Day 49 ~ 17,300 Miles, AucklandFebruary 23 in New Zealand ⋅ ☀️ 70 °F
Day 49 ~17,300 Miles
It has been a jam packed two days in Auckland and I enjoyed every moment. I’m sitting in my cabin tonight watching this part on New Zealand float away and know that I will miss this place.
After arriving yesterday we set out on an aimless stroll through the Central District which is directly across the street of our Auckland home, Princes Wharf. There is a great deal of construction in many areas of the city due to hosting the sailing world in defense of the America’s Cup in 2021 and the wafer-front area is by far the biggest recipient of the improvements. Auckland is a vibrant, beautiful, walkable, and energetic place.
Last night we were guests to a World Cruise Event celebrating the Lord of the Rings series held at the War Memorial Museum. It was also an opportunity to say a temporary goodbye to our Captain.

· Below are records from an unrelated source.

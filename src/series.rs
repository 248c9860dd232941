//! Observation series and log-return derivation.
//!
//! An [`ObservationSeries`] is the single input both pipelines consume: an
//! ordered run of daily (date, close, volume) records with strictly
//! increasing dates. Returns are always recomputed from prices on demand and
//! never stored.

use chrono::NaiveDate;
#[cfg(feature = "serde")]
use serde::{Deserialize, Serialize};

use crate::errors::{EngineError, RiskResult};

/// A single daily price/volume observation.
#[derive(Debug, Clone, Copy, PartialEq)]
#[cfg_attr(feature = "serde", derive(Serialize, Deserialize))]
pub struct Observation {
    /// Trading date.
    pub date: NaiveDate,
    /// Closing price; must be finite and strictly positive.
    pub close: f64,
    /// Traded volume; must be finite and non-negative.
    pub volume: f64,
}

impl Observation {
    /// Construct an observation.
    pub fn new(date: NaiveDate, close: f64, volume: f64) -> Self {
        Self {
            date,
            close,
            volume,
        }
    }
}

/// Validated, chronologically ordered series of observations.
#[derive(Debug, Clone, PartialEq)]
#[cfg_attr(feature = "serde", derive(Serialize, Deserialize))]
pub struct ObservationSeries {
    observations: Vec<Observation>,
}

impl ObservationSeries {
    /// Build a series, validating chronology and value sanity.
    ///
    /// Dates must strictly increase (duplicates rejected), closes must be
    /// finite and positive, volumes finite and non-negative.
    pub fn new(observations: Vec<Observation>) -> RiskResult<Self> {
        for (i, obs) in observations.iter().enumerate() {
            if !obs.close.is_finite() || obs.close <= 0.0 {
                return Err(EngineError::InvalidParameter {
                    parameter: format!("close[{}]", i),
                    value: obs.close,
                    constraint: "finite and > 0".to_string(),
                });
            }
            if !obs.volume.is_finite() || obs.volume < 0.0 {
                return Err(EngineError::InvalidParameter {
                    parameter: format!("volume[{}]", i),
                    value: obs.volume,
                    constraint: "finite and >= 0".to_string(),
                });
            }
            if i > 0 && obs.date <= observations[i - 1].date {
                return Err(EngineError::NonChronologicalSeries { index: i });
            }
        }
        Ok(Self { observations })
    }

    /// Number of observations.
    pub fn len(&self) -> usize {
        self.observations.len()
    }

    /// Whether the series is empty.
    pub fn is_empty(&self) -> bool {
        self.observations.is_empty()
    }

    /// The observations in chronological order.
    pub fn observations(&self) -> &[Observation] {
        &self.observations
    }

    /// Closing prices in chronological order.
    pub fn closes(&self) -> Vec<f64> {
        self.observations.iter().map(|o| o.close).collect()
    }

    /// Volumes in chronological order.
    pub fn volumes(&self) -> Vec<f64> {
        self.observations.iter().map(|o| o.volume).collect()
    }

    /// Most recent observation, if any.
    pub fn last(&self) -> Option<&Observation> {
        self.observations.last()
    }

    /// Most recent closing price.
    pub fn last_close(&self) -> Option<f64> {
        self.observations.last().map(|o| o.close)
    }

    /// Daily log returns: `r_t = ln(P_t / P_{t-1})`.
    ///
    /// Output length is `len() - 1`; return `i` spans observations `i` and
    /// `i + 1`. Fails with [`EngineError::InsufficientData`] for fewer than
    /// two observations. Pure; recomputed on every call.
    pub fn log_returns(&self) -> RiskResult<Vec<f64>> {
        if self.observations.len() < 2 {
            return Err(EngineError::InsufficientData {
                required: 2,
                actual: self.observations.len(),
            });
        }
        Ok(self
            .observations
            .windows(2)
            .map(|w| (w[1].close / w[0].close).ln())
            .collect())
    }
}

Captain Aivo has been wonderful and I look forward to his return from his vacation when he takes the helm again in Barcelona to guide us home.
Today we spent a lovely day touring the North Shore and Devonport. The North Shore is high tech companies, modern condos, restaurants with amazing outdoor seating options, and marinas including one for the mega yachts.
Devonport is on the opposite side of the bay and equally opposite in almost everything else. It’s a typical charming seaside village complete with all of the coffeeshops, restaurants, and local shops one could want. It’s also a much slower pace and is family and dog friendly. We used the ferry to transport us back to the wharf area.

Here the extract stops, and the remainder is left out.